The diversified nature of decision making offered by decentralization increases participation and democracy in decision making across the organization. Managers and key decision makers are spread across the organization and the reporting structure can be relatively flat. This provides increased accountability and employee empowerment across the organization. Employees are better able to see the results of their efforts. The decentralized model provides the organization with increased flexibility to respond to minor issues and changes that arise.

The diversified nature of the decentralized structure does not easily yield economies of scale and operational efficiencies. Standardization is difficult to achieve due to the changing needs of the customers and business operations across different geographies. Decision-makers may come to conflicting or competing decisions and goals, creating role confusion and inconsistent direction for personnel. Finally, the decentralized model offers less ability to control the consistency and quality of product/service offerings.

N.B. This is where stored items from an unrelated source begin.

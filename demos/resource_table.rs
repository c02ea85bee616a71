// Minimal resource table: textures owned by a slot pool, addressed through
// stable keys and observed through non-owning item references.

use slotpool::{ItemRef, SlotPool};

#[derive(Debug)]
struct Texture {
    name: &'static str,
    width: u32,
    height: u32,
}

fn main() {
    let mut textures = SlotPool::with_capacity(16);

    let grass = textures.insert(Texture {
        name: "grass",
        width: 128,
        height: 128,
    });
    let stone = textures.insert(Texture {
        name: "stone",
        width: 256,
        height: 256,
    });
    let water = textures.insert(Texture {
        name: "water",
        width: 64,
        height: 64,
    });

    println!("{} textures loaded", textures.len());
    for (key, texture) in &textures {
        println!(
            "  {:?} -> {} ({}x{})",
            key, texture.name, texture.width, texture.height
        );
    }

    // Unloading through one key leaves every other key untouched.
    textures.remove(stone);
    println!("after unload: {} textures, water is {:?}", textures.len(), textures[water].name);

    // Observers revalidate on every access instead of caching a reference,
    // so a stale key is reported rather than resolving to garbage.
    let grass_ref = ItemRef::new(Some(&textures), grass);
    let stone_ref = ItemRef::new(Some(&textures), stone);
    match grass_ref.get() {
        Ok(texture) => println!("grass is {}x{}", texture.width, texture.height),
        Err(err) => println!("grass unavailable: {}", err),
    }
    match stone_ref.get() {
        Ok(texture) => println!("stone is {}x{}", texture.width, texture.height),
        Err(err) => println!("stone unavailable: {}", err),
    }

    // Live values stay packed: positions iterate densely and map back to
    // the key that owns them.
    for pos in 0..textures.len() {
        let key = textures.key_at(pos).unwrap();
        println!("position {} holds {:?} ({})", pos, key, textures[pos].name);
    }
}
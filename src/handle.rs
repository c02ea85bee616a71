//! Contains the non-owning observer handle over a slot pool.

use std::error::Error;
use std::fmt;

use crate::pool::SlotPool;
use crate::Key;

/// Error returned when an [`ItemRef`](struct.ItemRef.html) fails to resolve.
#[derive(Debug, Clone, Copy, PartialEq, Eq)]
pub enum ResolveError {
    /// The reference was constructed without a pool to look in.
    MissingPool,
    /// The pool holds no live value for the key: the entry was removed, the
    /// pool was cleared, or the key never belonged to this pool.
    KeyNotFound,
}

impl fmt::Display for ResolveError {
    fn fmt(&self, f: &mut fmt::Formatter) -> fmt::Result {
        match self {
            ResolveError::MissingPool => write!(f, "item reference is not attached to a pool"),
            ResolveError::KeyNotFound => write!(f, "key is not present in the pool"),
        }
    }
}

impl Error for ResolveError {}

/// Non-owning observer over a single entry of a [`SlotPool`].
///
/// An `ItemRef` is a plain pair of an optional shared pool reference and a
/// key copy. It never caches a reference to the value itself: every call to
/// [`get`](#method.get) performs a fresh validated lookup, so the answer
/// always reflects the entry's current liveness. Construction with no pool
/// at all is legal; such a reference reports its unbound state on access.
///
/// The pool reference is a plain borrow, which ties the observer's lifetime
/// to the pool and keeps it read-only for as long as any `ItemRef` to it is
/// alive. `ItemRef` is `Copy` regardless of the value type, so handing
/// observers around is free.
///
/// # Examples
///
/// ```
/// # use slotpool::*;
/// let mut pool = SlotPool::new();
/// let live = pool.insert(1);
/// let stale = pool.insert(2);
/// pool.remove(stale);
///
/// assert_eq!(ItemRef::new(Some(&pool), live).get(), Ok(&1));
/// assert_eq!(
///     ItemRef::new(Some(&pool), stale).get(),
///     Err(ResolveError::KeyNotFound)
/// );
/// assert_eq!(
///     ItemRef::<i32>::new(None, live).get(),
///     Err(ResolveError::MissingPool)
/// );
/// ```
///
/// [`SlotPool`]: ../pool/struct.SlotPool.html
pub struct ItemRef<'a, T> {
    pool: Option<&'a SlotPool<T>>,
    key: Key,
}

// Copy and Clone are implemented manually because an ItemRef should be
// copyable even when T is not.
impl<'a, T> Copy for ItemRef<'a, T> {}

impl<'a, T> Clone for ItemRef<'a, T> {
    fn clone(&self) -> Self {
        *self
    }
}

impl<'a, T> fmt::Debug for ItemRef<'a, T> {
    fn fmt(&self, f: &mut fmt::Formatter) -> fmt::Result {
        f.debug_struct("ItemRef")
            .field("bound", &self.pool.is_some())
            .field("key", &self.key)
            .finish()
    }
}

impl<'a, T> ItemRef<'a, T> {
    /// Creates an observer over `pool` for `key`. Passing `None` for the
    /// pool is a legal construction state; resolving such a reference
    /// reports [`ResolveError::MissingPool`](enum.ResolveError.html).
    pub fn new(pool: Option<&'a SlotPool<T>>, key: Key) -> Self {
        Self { pool, key }
    }

    /// Returns a copy of the key this reference observes.
    pub fn key(&self) -> Key {
        self.key
    }

    /// Returns whether this reference has a pool to look in.
    pub fn is_bound(&self) -> bool {
        self.pool.is_some()
    }

    /// Resolves the reference, validating it from scratch.
    ///
    /// An unbound reference reports `MissingPool`; a key with no live entry
    /// in the pool reports `KeyNotFound`; otherwise the live value is
    /// returned and further member access chains through the reference.
    ///
    /// # Examples
    ///
    /// ```
    /// # use slotpool::*;
    /// let mut pool = SlotPool::new();
    /// let key = pool.insert(String::from("resource"));
    ///
    /// let item = ItemRef::new(Some(&pool), key);
    /// assert_eq!(item.get().map(String::len), Ok(8));
    /// ```
    pub fn get(&self) -> Result<&'a T, ResolveError> {
        let pool = self.pool.ok_or(ResolveError::MissingPool)?;
        pool.get(self.key).ok_or(ResolveError::KeyNotFound)
    }
}

impl<'a, T> Default for ItemRef<'a, T> {
    fn default() -> Self {
        Self {
            pool: None,
            key: Key::null(),
        }
    }
}

#[cfg(test)]
mod tests {
    use super::*;

    #[test]
    fn resolves_live_value() {
        let mut pool = SlotPool::new();
        let key = pool.insert(42);

        let item = ItemRef::new(Some(&pool), key);
        assert_eq!(item.get(), Ok(&42));
    }

    #[test]
    fn chains_member_access() {
        let mut pool = SlotPool::new();
        let key = pool.insert(vec![1, 2, 3]);

        let item = ItemRef::new(Some(&pool), key);
        assert_eq!(item.get().map(Vec::len), Ok(3));
        assert_eq!(item.get().unwrap()[2], 3);
    }

    #[test]
    fn stale_key_reports_not_found() {
        let mut pool = SlotPool::new();
        let key = pool.insert(42);
        pool.remove(key);

        let item = ItemRef::new(Some(&pool), key);
        assert_eq!(item.get(), Err(ResolveError::KeyNotFound));
    }

    #[test]
    fn forged_key_reports_not_found() {
        let mut pool = SlotPool::new();
        pool.insert(42);

        let bogus = ItemRef::new(Some(&pool), Key::new(17, 4));
        assert_eq!(bogus.get(), Err(ResolveError::KeyNotFound));

        let null = ItemRef::new(Some(&pool), Key::null());
        assert_eq!(null.get(), Err(ResolveError::KeyNotFound));
    }

    #[test]
    fn unbound_reports_missing_pool() {
        let item: ItemRef<i32> = ItemRef::new(None, Key::new(0, 0));
        assert!(!item.is_bound());
        assert_eq!(item.get(), Err(ResolveError::MissingPool));
    }

    #[test]
    fn default_is_unbound_null() {
        let item: ItemRef<u8> = ItemRef::default();
        assert!(!item.is_bound());
        assert!(item.key().is_null());
        assert_eq!(item.get(), Err(ResolveError::MissingPool));
    }

    #[test]
    fn copyable_without_clonable_values() {
        let mut pool = SlotPool::new();
        let key = pool.insert(String::from("shared"));

        let a = ItemRef::new(Some(&pool), key);
        let b = a;
        assert_eq!(a.get(), b.get());
        assert_eq!(b.key(), key);
    }

    #[test]
    fn many_refs_resolve() {
        let mut pool = SlotPool::with_capacity(256);
        let keys: Vec<Key> = (0..256).map(|i| pool.insert(i)).collect();

        let refs: Vec<ItemRef<i32>> = keys
            .iter()
            .map(|&key| ItemRef::new(Some(&pool), key))
            .collect();

        for (i, item) in refs.iter().enumerate() {
            assert_eq!(item.get(), Ok(&(i as i32)));
        }
    }

    #[test]
    fn errors_display() {
        assert_eq!(
            ResolveError::MissingPool.to_string(),
            "item reference is not attached to a pool"
        );
        assert_eq!(
            ResolveError::KeyNotFound.to_string(),
            "key is not present in the pool"
        );
    }
}
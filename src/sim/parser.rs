//! Parser for the model text format.
//!
//! ```text
//! FUNCTION: <expression>
//! VARIABLES:
//! <name>: <kind>(<param>=<value>, ...)
//! ```
//!
//! The expression is captured verbatim and not validated here; it is only
//! parsed when a worker evaluates a scenario. Variable definitions fail fast
//! with the offending line.

use crate::models::error::{ModelFormatError, Result, SimError};
use crate::models::spec::{Distribution, ModelSpec, Variable};
use regex::Regex;
use std::collections::BTreeMap;
use std::path::Path;

/// Parse model text into a `ModelSpec`.
pub fn parse_model(text: &str) -> Result<ModelSpec> {
    let var_re = Regex::new(r"^(\w+):\s*(\w+)\s*\((.*)\)\s*$").unwrap();

    let mut expression: Option<String> = None;
    let mut in_variables = false;
    let mut variables: Vec<Variable> = Vec::new();

    for raw in text.lines() {
        let line = raw.trim();
        if line.is_empty() {
            continue;
        }

        let upper = line.to_ascii_uppercase();
        if upper.starts_with("FUNCTION:") {
            if expression.is_none() {
                expression = Some(line["FUNCTION:".len()..].trim().to_string());
            }
            continue;
        }
        if upper.starts_with("VARIABLES:") {
            in_variables = true;
            continue;
        }
        if !in_variables {
            continue;
        }

        // Lines in the VARIABLES section that don't look like a definition
        // are tolerated, matching the original format's leniency.
        let caps = match var_re.captures(line) {
            Some(c) => c,
            None => continue,
        };

        let name = caps[1].to_string();
        let kind = caps[2].to_string();
        let params = parse_params(&caps[3], line)?;

        if variables.iter().any(|v| v.name == name) {
            return Err(ModelFormatError::DuplicateVariable {
                name,
                line: line.to_string(),
            }
            .into());
        }

        let distribution = Distribution::from_kind(&kind, &params, line)?;
        variables.push(Variable::new(name, distribution));
    }

    let expression = expression.ok_or(ModelFormatError::MissingFunction)?;
    if variables.is_empty() {
        return Err(ModelFormatError::MissingVariables.into());
    }

    ModelSpec::new(expression, variables)
}

/// Parse a model from a text file. Read failures are fatal to the caller.
pub fn parse_model_file(path: &Path) -> Result<ModelSpec> {
    let text = std::fs::read_to_string(path)
        .map_err(|e| SimError::io(format!("reading model file {}", path.display()), e))?;
    parse_model(&text)
}

fn parse_params(text: &str, line: &str) -> Result<BTreeMap<String, f64>> {
    let mut params = BTreeMap::new();
    for part in text.split(',') {
        let part = part.trim();
        if part.is_empty() {
            continue;
        }
        let (key, value) = match part.split_once('=') {
            Some(kv) => kv,
            None => continue,
        };
        let value: f64 = value.trim().parse().map_err(|_| ModelFormatError::InvalidValue {
            line: line.to_string(),
        })?;
        params.insert(key.trim().to_string(), value);
    }
    Ok(params)
}
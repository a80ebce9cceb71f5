//! Core data types: configuration, errors, the model, wire payloads, and
//! streaming statistics.

pub mod config;
pub mod error;
pub mod message;
pub mod spec;
pub mod stats;

pub use config::{BrokerConfig, Config, ModelConfig, SimulationConfig};
pub use error::{ChannelError, ConfigError, EvalError, ModelFormatError, Result, SimError};
pub use message::{ModelEnvelope, ResultMsg, Scenario, WireVariable};
pub use spec::{Distribution, ModelSpec, Variable};
pub use stats::{RunningStats, StatsSnapshot};
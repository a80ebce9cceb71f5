//! Bounded retry with exponential backoff for channel operations.

use crate::models::error::{ChannelError, Result, SimError};
use std::future::Future;
use std::time::Duration;
use tracing::debug;

const BASE_DELAY: Duration = Duration::from_millis(500);

/// Run `op` up to `max_attempts` times, backing off exponentially between
/// retryable failures. Non-retryable errors propagate immediately.
pub async fn with_retry<T, F, Fut>(max_attempts: u32, mut op: F) -> Result<T>
where
    F: FnMut() -> Fut,
    Fut: Future<Output = Result<T>>,
{
    let mut last_error: Option<SimError> = None;

    for attempt in 0..max_attempts {
        match op().await {
            Ok(value) => return Ok(value),
            Err(e) if e.is_retryable() => {
                if attempt < max_attempts - 1 {
                    let backoff = BASE_DELAY * 2u32.pow(attempt);
                    debug!(
                        attempt = attempt,
                        backoff_ms = backoff.as_millis() as u64,
                        error = %e,
                        "retrying after transient channel error"
                    );
                    tokio::time::sleep(backoff).await;
                }
                last_error = Some(e);
            }
            Err(e) => return Err(e),
        }
    }

    Err(ChannelError::RetriesExhausted {
        attempts: max_attempts,
        last_error: last_error
            .map(|e| e.to_string())
            .unwrap_or_else(|| "unknown error".to_string()),
    }
    .into())
}
//! Configuration for monteq.
//!
//! All runtime-tunable parameters live here and arrive as one `Config` value
//! loaded from a TOML file. The core never reads the process environment
//! directly; credential `${VAR}` expansion happens in this layer when the
//! file is loaded.

use crate::models::error::ConfigError;
use serde::{Deserialize, Serialize};

/// Top-level configuration for monteq.
#[derive(Debug, Clone, Default, Serialize, Deserialize)]
pub struct Config {
    /// Message broker connection settings
    #[serde(default)]
    pub broker: BrokerConfig,

    /// Model distribution settings
    #[serde(default)]
    pub model: ModelConfig,

    /// Simulation settings
    #[serde(default)]
    pub simulation: SimulationConfig,
}

/// Broker connection settings.
///
/// The in-process transport only validates these; they are threaded into
/// `Broker::connect` so a networked transport can use them unchanged.
#[derive(Debug, Clone, Serialize, Deserialize)]
pub struct BrokerConfig {
    /// Broker endpoint
    #[serde(default = "default_endpoint")]
    pub endpoint: String,

    /// Broker username
    #[serde(default = "default_username")]
    pub username: String,

    /// Broker password; supports ${ENV_VAR} expansion
    #[serde(default = "default_password")]
    pub password: String,

    /// Maximum publish attempts before a channel error becomes fatal
    #[serde(default = "default_max_retries")]
    pub max_retries: u32,
}

fn default_endpoint() -> String {
    "inproc://montecarlo".to_string()
}

fn default_username() -> String {
    "guest".to_string()
}

fn default_password() -> String {
    "guest".to_string()
}

fn default_max_retries() -> u32 {
    3
}

impl Default for BrokerConfig {
    fn default() -> Self {
        Self {
            endpoint: default_endpoint(),
            username: default_username(),
            password: default_password(),
            max_retries: default_max_retries(),
        }
    }
}

/// Model distribution settings.
#[derive(Debug, Clone, Serialize, Deserialize)]
pub struct ModelConfig {
    /// TTL for a published model, in seconds. After this elapses a new
    /// consumer observes no current model.
    #[serde(default = "default_ttl_secs")]
    pub ttl_secs: u64,
}

fn default_ttl_secs() -> u64 {
    3600
}

impl Default for ModelConfig {
    fn default() -> Self {
        Self {
            ttl_secs: default_ttl_secs(),
        }
    }
}

/// Simulation settings.
#[derive(Debug, Clone, Serialize, Deserialize)]
pub struct SimulationConfig {
    /// Number of scenarios to generate when the CLI does not override it
    #[serde(default = "default_scenarios")]
    pub default_scenarios: u64,

    /// Number of workers the `run` command spawns
    #[serde(default = "default_workers")]
    pub workers: usize,

    /// RNG seed for reproducible runs (None = seeded from entropy)
    #[serde(default)]
    pub seed: Option<u64>,
}

fn default_scenarios() -> u64 {
    1000
}

fn default_workers() -> usize {
    4
}

impl Default for SimulationConfig {
    fn default() -> Self {
        Self {
            default_scenarios: default_scenarios(),
            workers: default_workers(),
            seed: None,
        }
    }
}

impl Config {
    /// Load configuration from a TOML file, expanding `${VAR}` references in
    /// the broker password.
    pub fn from_file(path: &std::path::Path) -> Result<Self, ConfigError> {
        let content = std::fs::read_to_string(path).map_err(|e| ConfigError::FileRead {
            path: path.to_owned(),
            source: e,
        })?;

        let mut config: Config = toml::from_str(&content).map_err(|e| ConfigError::Parse {
            path: path.to_owned(),
            source: e,
        })?;

        config.broker.password = expand_env_vars(&config.broker.password);
        Ok(config)
    }

    /// Validate settings that every role depends on.
    pub fn validate(&self) -> Result<(), ConfigError> {
        if self.broker.endpoint.trim().is_empty() {
            return Err(ConfigError::EmptyEndpoint);
        }
        Ok(())
    }
}

/// Expand environment variables in a string.
///
/// Supports ${VAR_NAME} syntax. If the variable is not set, the placeholder
/// is left unchanged.
pub fn expand_env_vars(s: &str) -> String {
    let mut result = s.to_string();
    let re = regex::Regex::new(r"\$\{([^}]+)\}").unwrap();

    for cap in re.captures_iter(s) {
        let var_name = &cap[1];
        if let Ok(value) = std::env::var(var_name) {
            result = result.replace(&cap[0], &value);
        }
    }

    result
}
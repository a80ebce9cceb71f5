//! Model domain types: distributions, variables, and the model itself.
//!
//! A `ModelSpec` is constructed once by the producer and never mutated. Each
//! `Distribution` variant validates its own parameter domain at construction,
//! so a value that exists is always sampleable.

use crate::models::error::{ConfigError, ModelFormatError, SimError};
use std::collections::BTreeMap;

/// A parametric random-value generator.
#[derive(Debug, Clone, PartialEq)]
pub enum Distribution {
    Normal { mean: f64, stddev: f64 },
    Uniform { min: f64, max: f64 },
    Exponential { lambda: f64 },
    Triangular { left: f64, mode: f64, right: f64 },
}

impl Distribution {
    pub fn normal(mean: f64, stddev: f64) -> Result<Self, ConfigError> {
        if !stddev.is_finite() || stddev <= 0.0 {
            return Err(ConfigError::InvalidStdDev(stddev));
        }
        Ok(Self::Normal { mean, stddev })
    }

    /// `min == max` is accepted as a degenerate point mass.
    pub fn uniform(min: f64, max: f64) -> Result<Self, ConfigError> {
        if !min.is_finite() || !max.is_finite() || min > max {
            return Err(ConfigError::InvalidRange { min, max });
        }
        Ok(Self::Uniform { min, max })
    }

    /// `lambda` is the scale (mean) of the distribution, matching
    /// `numpy.random.exponential`.
    pub fn exponential(lambda: f64) -> Result<Self, ConfigError> {
        if !lambda.is_finite() || lambda <= 0.0 {
            return Err(ConfigError::InvalidLambda(lambda));
        }
        Ok(Self::Exponential { lambda })
    }

    pub fn triangular(left: f64, mode: f64, right: f64) -> Result<Self, ConfigError> {
        if !left.is_finite()
            || !mode.is_finite()
            || !right.is_finite()
            || left > mode
            || mode > right
        {
            return Err(ConfigError::InvalidTriangle { left, mode, right });
        }
        Ok(Self::Triangular { left, mode, right })
    }

    /// Wire name of this distribution's kind.
    pub fn kind(&self) -> &'static str {
        match self {
            Self::Normal { .. } => "normal",
            Self::Uniform { .. } => "uniform",
            Self::Exponential { .. } => "exponential",
            Self::Triangular { .. } => "triangular",
        }
    }

    /// Wire parameter map of this distribution.
    pub fn params(&self) -> BTreeMap<String, f64> {
        let mut params = BTreeMap::new();
        match *self {
            Self::Normal { mean, stddev } => {
                params.insert("media".to_string(), mean);
                params.insert("desviacion".to_string(), stddev);
            }
            Self::Uniform { min, max } => {
                params.insert("min".to_string(), min);
                params.insert("max".to_string(), max);
            }
            Self::Exponential { lambda } => {
                params.insert("lambda".to_string(), lambda);
            }
            Self::Triangular { left, mode, right } => {
                params.insert("left".to_string(), left);
                params.insert("mode".to_string(), mode);
                params.insert("right".to_string(), right);
            }
        }
        params
    }

    /// Build a distribution from its wire representation.
    ///
    /// `context` feeds the error message: the offending model-text line when
    /// parsing, or the variable name when decoding an envelope.
    pub fn from_kind(
        kind: &str,
        params: &BTreeMap<String, f64>,
        context: &str,
    ) -> Result<Self, ModelFormatError> {
        let get = |kind: &'static str, param: &'static str| {
            params
                .get(param)
                .copied()
                .ok_or(ModelFormatError::MissingParameter {
                    kind,
                    param,
                    line: context.to_string(),
                })
        };

        let built = match kind.to_ascii_lowercase().as_str() {
            "normal" => {
                Distribution::normal(get("normal", "media")?, get("normal", "desviacion")?)
            }
            "uniform" => Distribution::uniform(get("uniform", "min")?, get("uniform", "max")?),
            "exponential" => Distribution::exponential(get("exponential", "lambda")?),
            "triangular" => Distribution::triangular(
                get("triangular", "left")?,
                get("triangular", "mode")?,
                get("triangular", "right")?,
            ),
            other => {
                return Err(ModelFormatError::UnknownKind {
                    kind: other.to_string(),
                    line: context.to_string(),
                })
            }
        };

        built.map_err(|source| ModelFormatError::InvalidDistribution {
            line: context.to_string(),
            source,
        })
    }
}

/// A named model variable with its probability distribution.
#[derive(Debug, Clone, PartialEq)]
pub struct Variable {
    pub name: String,
    pub distribution: Distribution,
}

impl Variable {
    pub fn new(name: impl Into<String>, distribution: Distribution) -> Self {
        Self {
            name: name.into(),
            distribution,
        }
    }
}

/// The mathematical model: a function expression over named random variables.
///
/// The expression is plain text here; it is parsed and evaluated lazily, per
/// scenario, by the restricted interpreter in `sim::expr`.
#[derive(Debug, Clone, PartialEq)]
pub struct ModelSpec {
    expression: String,
    variables: Vec<Variable>,
}

impl ModelSpec {
    /// Build a model, enforcing that variable names are unique.
    pub fn new(expression: impl Into<String>, variables: Vec<Variable>) -> Result<Self, SimError> {
        let mut seen = std::collections::HashSet::new();
        for var in &variables {
            if !seen.insert(var.name.as_str()) {
                return Err(ModelFormatError::DuplicateVariable {
                    name: var.name.clone(),
                    line: var.name.clone(),
                }
                .into());
            }
        }
        Ok(Self {
            expression: expression.into(),
            variables,
        })
    }

    pub fn expression(&self) -> &str {
        &self.expression
    }

    /// Variables in declaration order.
    pub fn variables(&self) -> &[Variable] {
        &self.variables
    }

    pub fn get(&self, name: &str) -> Option<&Variable> {
        self.variables.iter().find(|v| v.name == name)
    }
}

Weatherford International would be considered a relatively decentralized organization with various separate entities/business units, operating under the Weatherford International organizational umbrella. With operations in more than 100 countries, Weatherford has acquired a large quantity of smaller entities and located authority closer to the customer. While efficiency within the individual entities may be achieved, the decentralized model may not allow for commonalities among entities to be leveraged or for lessons learned to be shared across the larger organization.

3. Matrix

The matrix is a dual structure, combining both functional specialization and business product or project specialization. This structure theoretically takes the best of both the centralized and decentralized structures and creates the ideal structural model, intended to balance the power between the two sides of the matrix.

Key advantages of the matrix structure are characterized by the capitalization of intercompany communication. The dual-reporting nature of this structure increases information flow through cross-functional communication channels.

The dual-reporting relationships of the matrix structure can prove disadvantageous by creating a lack of accountability for performance goals, resulting in unmet performance measures or uncompleted important tasks. Dual reporting relationships may provide conflicting directions, creating role conflict and ambiguity for personnel. Personnel may feel a loss of prestige, authority, and control over their conventional roles. The matrix model produces increased costs as a result of the additional managerial and administrative personnel hired to support the complex structure. Matrix companies tend to be bureaucratic and decision making can be overly complex.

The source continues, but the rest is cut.